_TASK DIRECTIONS:_
Find the line with "repository 4c4051c1a303d0bb" and the line with "pub enum Mode" in the entries below; output exactly those two lines, every line between them, and no others.
######
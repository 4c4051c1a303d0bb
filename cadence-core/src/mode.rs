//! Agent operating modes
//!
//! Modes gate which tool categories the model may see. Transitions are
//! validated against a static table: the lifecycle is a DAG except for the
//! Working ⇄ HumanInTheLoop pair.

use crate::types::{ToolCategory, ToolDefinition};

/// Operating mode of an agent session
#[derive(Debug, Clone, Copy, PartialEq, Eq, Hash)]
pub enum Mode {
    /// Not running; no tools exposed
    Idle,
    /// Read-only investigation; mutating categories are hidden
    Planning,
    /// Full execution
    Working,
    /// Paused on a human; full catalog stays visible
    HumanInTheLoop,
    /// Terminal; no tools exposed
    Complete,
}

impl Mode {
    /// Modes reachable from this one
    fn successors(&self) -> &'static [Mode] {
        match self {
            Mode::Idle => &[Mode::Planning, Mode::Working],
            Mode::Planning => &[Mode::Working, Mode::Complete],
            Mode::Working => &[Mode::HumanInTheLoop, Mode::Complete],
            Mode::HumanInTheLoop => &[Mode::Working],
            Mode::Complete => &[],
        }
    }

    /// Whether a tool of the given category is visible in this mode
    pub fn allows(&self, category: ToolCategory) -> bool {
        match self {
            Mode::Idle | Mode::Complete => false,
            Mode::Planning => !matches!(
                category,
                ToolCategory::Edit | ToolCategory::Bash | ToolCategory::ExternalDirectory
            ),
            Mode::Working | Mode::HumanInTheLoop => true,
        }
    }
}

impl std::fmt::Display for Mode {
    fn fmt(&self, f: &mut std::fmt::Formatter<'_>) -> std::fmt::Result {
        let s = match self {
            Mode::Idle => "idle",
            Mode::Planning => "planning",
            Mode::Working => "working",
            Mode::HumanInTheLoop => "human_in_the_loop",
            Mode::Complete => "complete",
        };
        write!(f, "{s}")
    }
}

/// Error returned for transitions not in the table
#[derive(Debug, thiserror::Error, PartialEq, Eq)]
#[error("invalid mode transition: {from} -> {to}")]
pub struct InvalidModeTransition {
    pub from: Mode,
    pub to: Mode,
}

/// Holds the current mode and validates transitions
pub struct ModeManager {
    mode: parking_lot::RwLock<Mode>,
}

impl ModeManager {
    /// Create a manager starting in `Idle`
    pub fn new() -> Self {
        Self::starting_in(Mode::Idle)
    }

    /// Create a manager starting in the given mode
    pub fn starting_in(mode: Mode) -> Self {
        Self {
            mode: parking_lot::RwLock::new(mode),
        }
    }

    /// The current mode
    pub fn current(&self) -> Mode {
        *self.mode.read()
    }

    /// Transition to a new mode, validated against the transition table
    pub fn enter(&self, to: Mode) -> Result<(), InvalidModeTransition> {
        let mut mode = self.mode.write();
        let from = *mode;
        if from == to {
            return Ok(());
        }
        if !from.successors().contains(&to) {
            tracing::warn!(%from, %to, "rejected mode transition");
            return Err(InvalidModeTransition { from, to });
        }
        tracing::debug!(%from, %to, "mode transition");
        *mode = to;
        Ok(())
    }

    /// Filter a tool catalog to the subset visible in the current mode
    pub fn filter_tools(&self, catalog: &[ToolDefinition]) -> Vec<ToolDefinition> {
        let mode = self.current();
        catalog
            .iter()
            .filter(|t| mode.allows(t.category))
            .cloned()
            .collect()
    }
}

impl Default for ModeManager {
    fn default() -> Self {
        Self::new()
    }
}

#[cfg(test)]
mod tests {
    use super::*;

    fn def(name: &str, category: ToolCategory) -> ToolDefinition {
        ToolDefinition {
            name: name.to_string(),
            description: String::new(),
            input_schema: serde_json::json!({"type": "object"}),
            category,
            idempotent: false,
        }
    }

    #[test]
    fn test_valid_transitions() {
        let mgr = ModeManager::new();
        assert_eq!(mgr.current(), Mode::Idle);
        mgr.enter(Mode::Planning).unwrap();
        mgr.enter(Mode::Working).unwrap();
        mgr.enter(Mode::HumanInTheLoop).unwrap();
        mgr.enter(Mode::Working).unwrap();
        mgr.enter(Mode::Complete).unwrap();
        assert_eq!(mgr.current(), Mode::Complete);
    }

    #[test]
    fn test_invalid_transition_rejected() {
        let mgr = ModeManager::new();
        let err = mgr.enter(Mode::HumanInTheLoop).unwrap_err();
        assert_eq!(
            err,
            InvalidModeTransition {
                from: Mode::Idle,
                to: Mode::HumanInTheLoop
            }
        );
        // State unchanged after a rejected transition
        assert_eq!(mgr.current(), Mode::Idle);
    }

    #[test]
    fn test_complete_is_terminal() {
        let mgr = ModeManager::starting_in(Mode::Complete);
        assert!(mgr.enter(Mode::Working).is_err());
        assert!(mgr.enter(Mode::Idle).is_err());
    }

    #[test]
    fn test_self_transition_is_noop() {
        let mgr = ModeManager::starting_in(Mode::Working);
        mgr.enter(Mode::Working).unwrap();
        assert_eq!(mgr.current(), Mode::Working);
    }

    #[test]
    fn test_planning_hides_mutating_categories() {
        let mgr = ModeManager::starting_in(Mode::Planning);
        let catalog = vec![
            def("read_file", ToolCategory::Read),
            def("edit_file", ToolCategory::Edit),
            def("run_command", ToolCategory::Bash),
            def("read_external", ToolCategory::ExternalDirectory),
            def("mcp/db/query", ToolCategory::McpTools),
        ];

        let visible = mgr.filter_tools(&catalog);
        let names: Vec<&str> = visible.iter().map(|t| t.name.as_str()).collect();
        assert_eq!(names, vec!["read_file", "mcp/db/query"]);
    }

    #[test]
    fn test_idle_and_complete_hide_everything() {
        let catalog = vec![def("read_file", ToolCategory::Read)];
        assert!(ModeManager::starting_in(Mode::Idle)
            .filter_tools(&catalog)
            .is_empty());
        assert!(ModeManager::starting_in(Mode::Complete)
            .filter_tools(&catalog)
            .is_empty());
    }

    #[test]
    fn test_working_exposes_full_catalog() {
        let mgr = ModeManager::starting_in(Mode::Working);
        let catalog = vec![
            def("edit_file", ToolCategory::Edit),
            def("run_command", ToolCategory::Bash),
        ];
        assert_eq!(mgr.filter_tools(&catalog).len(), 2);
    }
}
######
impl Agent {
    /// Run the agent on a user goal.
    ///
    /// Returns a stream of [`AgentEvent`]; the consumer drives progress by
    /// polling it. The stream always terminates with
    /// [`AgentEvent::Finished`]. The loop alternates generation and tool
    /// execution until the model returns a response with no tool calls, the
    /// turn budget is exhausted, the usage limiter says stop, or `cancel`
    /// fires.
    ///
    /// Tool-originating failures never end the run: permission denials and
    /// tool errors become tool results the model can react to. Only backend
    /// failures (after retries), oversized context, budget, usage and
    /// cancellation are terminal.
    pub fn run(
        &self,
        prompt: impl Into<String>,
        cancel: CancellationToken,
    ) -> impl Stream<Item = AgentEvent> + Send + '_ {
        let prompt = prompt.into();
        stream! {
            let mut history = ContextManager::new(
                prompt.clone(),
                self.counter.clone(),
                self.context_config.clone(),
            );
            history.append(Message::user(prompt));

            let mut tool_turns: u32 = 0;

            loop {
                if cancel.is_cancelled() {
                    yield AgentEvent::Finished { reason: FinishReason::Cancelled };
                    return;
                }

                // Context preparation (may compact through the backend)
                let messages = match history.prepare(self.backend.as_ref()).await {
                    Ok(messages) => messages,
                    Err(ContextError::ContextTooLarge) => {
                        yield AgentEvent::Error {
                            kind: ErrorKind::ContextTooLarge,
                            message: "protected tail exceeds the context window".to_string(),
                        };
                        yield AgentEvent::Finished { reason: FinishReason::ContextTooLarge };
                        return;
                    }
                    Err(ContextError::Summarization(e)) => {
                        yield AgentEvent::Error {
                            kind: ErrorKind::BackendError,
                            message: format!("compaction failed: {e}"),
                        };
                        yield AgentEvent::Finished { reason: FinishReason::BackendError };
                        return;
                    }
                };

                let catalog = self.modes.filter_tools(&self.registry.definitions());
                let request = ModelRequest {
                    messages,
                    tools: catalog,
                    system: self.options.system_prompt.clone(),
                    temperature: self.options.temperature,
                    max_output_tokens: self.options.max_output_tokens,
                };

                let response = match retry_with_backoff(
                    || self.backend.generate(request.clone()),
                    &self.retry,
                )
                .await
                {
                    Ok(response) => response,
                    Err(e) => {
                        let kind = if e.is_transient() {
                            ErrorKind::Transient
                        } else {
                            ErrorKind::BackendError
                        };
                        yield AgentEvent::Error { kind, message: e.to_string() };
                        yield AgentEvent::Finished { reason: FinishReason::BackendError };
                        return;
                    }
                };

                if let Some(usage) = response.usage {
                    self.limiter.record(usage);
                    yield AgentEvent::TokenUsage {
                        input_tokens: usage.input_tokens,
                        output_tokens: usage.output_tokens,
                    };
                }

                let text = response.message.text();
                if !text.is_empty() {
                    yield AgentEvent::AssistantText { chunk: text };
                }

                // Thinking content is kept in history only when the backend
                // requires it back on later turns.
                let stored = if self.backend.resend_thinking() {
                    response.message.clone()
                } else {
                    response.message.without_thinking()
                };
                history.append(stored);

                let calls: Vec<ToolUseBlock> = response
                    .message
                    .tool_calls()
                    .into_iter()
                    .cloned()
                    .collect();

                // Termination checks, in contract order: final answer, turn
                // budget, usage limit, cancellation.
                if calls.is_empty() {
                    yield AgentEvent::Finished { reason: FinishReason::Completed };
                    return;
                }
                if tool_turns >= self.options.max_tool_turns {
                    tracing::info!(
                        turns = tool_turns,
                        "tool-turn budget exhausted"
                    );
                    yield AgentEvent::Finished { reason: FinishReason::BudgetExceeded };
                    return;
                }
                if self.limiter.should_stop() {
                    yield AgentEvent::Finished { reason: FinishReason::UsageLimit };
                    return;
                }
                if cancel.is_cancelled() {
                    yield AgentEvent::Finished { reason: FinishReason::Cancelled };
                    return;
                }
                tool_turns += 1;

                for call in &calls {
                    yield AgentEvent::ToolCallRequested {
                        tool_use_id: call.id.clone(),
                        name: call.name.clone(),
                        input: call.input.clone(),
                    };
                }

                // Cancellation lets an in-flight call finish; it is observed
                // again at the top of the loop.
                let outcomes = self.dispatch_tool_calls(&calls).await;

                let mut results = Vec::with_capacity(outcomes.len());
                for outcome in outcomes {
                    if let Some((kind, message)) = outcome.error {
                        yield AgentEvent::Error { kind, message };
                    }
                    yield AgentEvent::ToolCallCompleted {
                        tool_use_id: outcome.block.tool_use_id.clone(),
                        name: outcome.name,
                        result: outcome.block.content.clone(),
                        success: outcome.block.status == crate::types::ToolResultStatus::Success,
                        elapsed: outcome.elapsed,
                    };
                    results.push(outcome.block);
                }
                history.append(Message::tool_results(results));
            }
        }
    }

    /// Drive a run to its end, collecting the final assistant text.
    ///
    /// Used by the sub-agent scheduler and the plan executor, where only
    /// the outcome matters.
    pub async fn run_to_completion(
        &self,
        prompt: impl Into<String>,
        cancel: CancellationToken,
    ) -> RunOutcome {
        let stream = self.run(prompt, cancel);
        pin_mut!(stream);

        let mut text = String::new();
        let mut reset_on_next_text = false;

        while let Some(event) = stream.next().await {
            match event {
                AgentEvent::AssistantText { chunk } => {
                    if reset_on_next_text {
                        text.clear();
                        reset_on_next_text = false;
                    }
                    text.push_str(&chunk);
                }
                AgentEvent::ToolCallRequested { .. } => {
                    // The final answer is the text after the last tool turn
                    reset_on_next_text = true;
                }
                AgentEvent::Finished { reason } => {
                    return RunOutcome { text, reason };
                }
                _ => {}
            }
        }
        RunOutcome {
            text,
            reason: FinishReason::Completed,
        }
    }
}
######
_RESPONSE BELOW:_
repository 4c4051c1a303d0bb
filename cadence-core/src/mode.rs
//! Agent operating modes
//!
//! Modes gate which tool categories the model may see. Transitions are
//! validated against a static table: the lifecycle is a DAG except for the
//! Working ⇄ HumanInTheLoop pair.

use crate::types::{ToolCategory, ToolDefinition};

/// Operating mode of an agent session
#[derive(Debug, Clone, Copy, PartialEq, Eq, Hash)]
pub enum Mode {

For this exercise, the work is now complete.